Der deutsche Bundesinnenminister Horst Seehofer (CSU) sieht die NGOs im Mittelmeer aktuell nicht als „Taxidienst”.

Pozzallo/Berlin. Nach mehreren Tagen auf hoher See hat Italien der „Ocean Viking” und der „Alan Kurdi” die Anlandung erlaubt. Wie Ärzte ohne Grenzen am Dienstag auf Twitter erklärte, hätten Frankreich, Deutschland und Italien eine Abmachung zur Verteilung der Migranten gefunden. Die 104 Migranten an Bord der „Ocean Viking” und die 90 der „Alan Kurdi” würden in die sizilianische Stadt Pozzallo gebracht.

Fark kritisiert langes Warten auf Landeerlaubnis

Wir sind erleichtert und begrüßen, dass Frankreich, Deutschland und Italien endlich eine Lösung gefunden haben“, erklärte der Missionsleiter von Ärzte ohne Grenzen, Michael Fark. Es sei allerdings nicht akzeptabel, die Menschen so lange auf See ausharen zu lassen, während die europäischen Länder diskutierten, ob sie ihre humanitären und gesetzlichen Verpflichtungen wahrnehmen oder nicht, betonte Fark. „Es ist enttäuschend, dass nur drei Staaten Teil dieser Lösung sind.”

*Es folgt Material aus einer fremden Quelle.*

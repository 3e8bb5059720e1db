//! Run configuration for a mosaicking job.

use anyhow::{Result, bail};
use demtiles_core::{MosaicError, Srs, WorldBBox};
use std::fmt::Display;

/// Default pixel budget per tile when no tile size is requested.
pub const DEFAULT_TILE_PIXELS: u64 = 1024 * 1024;

/// Default crop margin around each tile, in output pixels.
pub const DEFAULT_EXTRA_CROP_LENGTH: i64 = 200;

/// How overlapping pixels are resolved.
///
/// `Blend` feathers inputs by distance-transform weights; every other mode
/// is a per-pixel reduction over the reprojected values in input order.
#[derive(Debug, Clone, Copy, PartialEq, Eq, Default)]
pub enum MosaicMode {
	#[default]
	Blend,
	First,
	Last,
	Min,
	Max,
	Mean,
	StdDev,
	Median,
	Nmad,
	Count,
}

impl MosaicMode {
	/// Blend is the only mode that computes weights.
	pub fn needs_weights(&self) -> bool {
		matches!(self, MosaicMode::Blend)
	}

	/// Modes that can emit an index map of the chosen input per pixel.
	pub fn carries_index(&self) -> bool {
		matches!(
			self,
			MosaicMode::First | MosaicMode::Last | MosaicMode::Min | MosaicMode::Max
		)
	}

	/// Modes that hold all samples per pixel until finalization.
	pub fn collects_samples(&self) -> bool {
		matches!(self, MosaicMode::Median | MosaicMode::Nmad)
	}
}

impl Display for MosaicMode {
	fn fmt(&self, f: &mut std::fmt::Formatter<'_>) -> std::fmt::Result {
		f.write_str(match self {
			MosaicMode::Blend => "blend",
			MosaicMode::First => "first",
			MosaicMode::Last => "last",
			MosaicMode::Min => "min",
			MosaicMode::Max => "max",
			MosaicMode::Mean => "mean",
			MosaicMode::StdDev => "stddev",
			MosaicMode::Median => "median",
			MosaicMode::Nmad => "nmad",
			MosaicMode::Count => "count",
		})
	}
}

impl TryFrom<&str> for MosaicMode {
	type Error = anyhow::Error;

	fn try_from(value: &str) -> Result<Self> {
		Ok(match value.to_ascii_lowercase().as_str() {
			"blend" => MosaicMode::Blend,
			"first" => MosaicMode::First,
			"last" => MosaicMode::Last,
			"min" => MosaicMode::Min,
			"max" => MosaicMode::Max,
			"mean" => MosaicMode::Mean,
			"stddev" => MosaicMode::StdDev,
			"median" => MosaicMode::Median,
			"nmad" => MosaicMode::Nmad,
			"count" => MosaicMode::Count,
			_ => bail!("unknown mosaic mode '{value}'"),
		})
	}
}

/// All knobs of one mosaicking run.
///
/// Defaults follow the command-line surface; [`validate`](Self::validate)
/// rejects conflicting combinations before any tile work starts.
#[derive(Debug, Clone)]
pub struct MosaicParams {
	pub mode: MosaicMode,

	/// Output spatial reference system; defaults to the first input's.
	pub target_srs: Option<Srs>,
	/// Output pixel size in target units; defaults to the first input's.
	pub target_pixel_size: Option<f64>,
	/// Restricts (or, with `force_window`, replaces) the output extent.
	pub target_window: Option<WorldBBox>,
	pub force_window: bool,
	/// Snap the output extent outward onto pixel-size multiples.
	pub tap: bool,
	/// Output no-data value; defaults to the first input's.
	pub output_nodata: Option<f64>,
	/// Input values at or below this threshold are read as no-data.
	pub nodata_threshold: Option<f64>,

	/// Tile edge length in output pixels.
	pub tile_size_pixels: Option<u64>,
	/// Tile edge length in projected units; exclusive with `tile_size_pixels`.
	pub tile_size_georef: Option<f64>,
	/// Restrict the run to these tile indexes.
	pub tile_selection: Option<Vec<usize>>,

	pub extra_crop_length: i64,
	pub weights_exponent: f64,
	pub weights_blur_sigma: f64,
	pub use_centerline: bool,
	/// Engages priority blending; `Some(0)` degenerates to `first`.
	pub priority_blending_length: Option<i64>,

	pub hole_fill_length: i64,
	pub dem_blur_sigma: f64,
	pub erode_length: i64,

	pub save_index_map: bool,
	/// Emit the final weight raster of this input (command-line position).
	pub save_dem_weight: Option<usize>,

	pub threads: usize,
}

impl Default for MosaicParams {
	fn default() -> Self {
		MosaicParams {
			mode: MosaicMode::Blend,
			target_srs: None,
			target_pixel_size: None,
			target_window: None,
			force_window: false,
			tap: false,
			output_nodata: None,
			nodata_threshold: None,
			tile_size_pixels: None,
			tile_size_georef: None,
			tile_selection: None,
			extra_crop_length: DEFAULT_EXTRA_CROP_LENGTH,
			weights_exponent: 2.0,
			weights_blur_sigma: 5.0,
			use_centerline: false,
			priority_blending_length: None,
			hole_fill_length: 0,
			dem_blur_sigma: 0.0,
			erode_length: 0,
			save_index_map: false,
			save_dem_weight: None,
			threads: num_cpus::get(),
		}
	}
}

impl MosaicParams {
	/// Rejects invalid or conflicting options.
	pub fn validate(&self) -> Result<()> {
		if self.tile_size_pixels.is_some() && self.tile_size_georef.is_some() {
			return Err(MosaicError::config(
				"tile size was given both in pixels and in projected units; pick one",
			));
		}
		if let Some(size) = self.tile_size_pixels {
			if size == 0 {
				return Err(MosaicError::config("tile size must be positive"));
			}
		}
		if let Some(size) = self.tile_size_georef {
			if !(size > 0.0) {
				return Err(MosaicError::config("projected tile size must be positive"));
			}
		}
		if let Some(pixel_size) = self.target_pixel_size {
			if !(pixel_size > 0.0 && pixel_size.is_finite()) {
				return Err(MosaicError::config(format!("pixel size must be positive, got {pixel_size}")));
			}
		}
		if self.extra_crop_length < 0 {
			return Err(MosaicError::config("extra crop length cannot be negative"));
		}
		if !(self.weights_exponent >= 0.0) || !(self.weights_blur_sigma >= 0.0) {
			return Err(MosaicError::config("weight exponent and blur sigma cannot be negative"));
		}
		if self.priority_blending_length.is_some_and(|length| length < 0) {
			return Err(MosaicError::config("priority blending length cannot be negative"));
		}
		if self.priority_blending_length.is_some() && self.mode != MosaicMode::Blend {
			return Err(MosaicError::config(format!(
				"priority blending applies to blend mode only, not {}",
				self.mode
			)));
		}
		if self.hole_fill_length < 0 || self.erode_length < 0 {
			return Err(MosaicError::config("post-processing lengths cannot be negative"));
		}
		if !(self.dem_blur_sigma >= 0.0) {
			return Err(MosaicError::config("DEM blur sigma cannot be negative"));
		}
		if self.threads == 0 {
			return Err(MosaicError::config("thread count must be at least 1"));
		}

		let post_reach = self.hole_fill_length.max(self.erode_length).max((3.0 * self.dem_blur_sigma).ceil() as i64);
		if post_reach > self.extra_crop_length {
			log::warn!(
				"post-processing reaches {post_reach} pixels but the crop margin is only {}; \
				 tile seams may appear",
				self.extra_crop_length
			);
		}
		Ok(())
	}
}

Die Migranten der „Ocean Viking” hatte man am 18. Oktober von einem Schlauchboot in der libyschen Rettungszone aufgenommen. Die „Alan Kurdi” hingegen hatte die 90 Migranten erst am Samstag aufgenommen und war nach eigenen Angaben von libyschen Einsatzkräften bedroht worden.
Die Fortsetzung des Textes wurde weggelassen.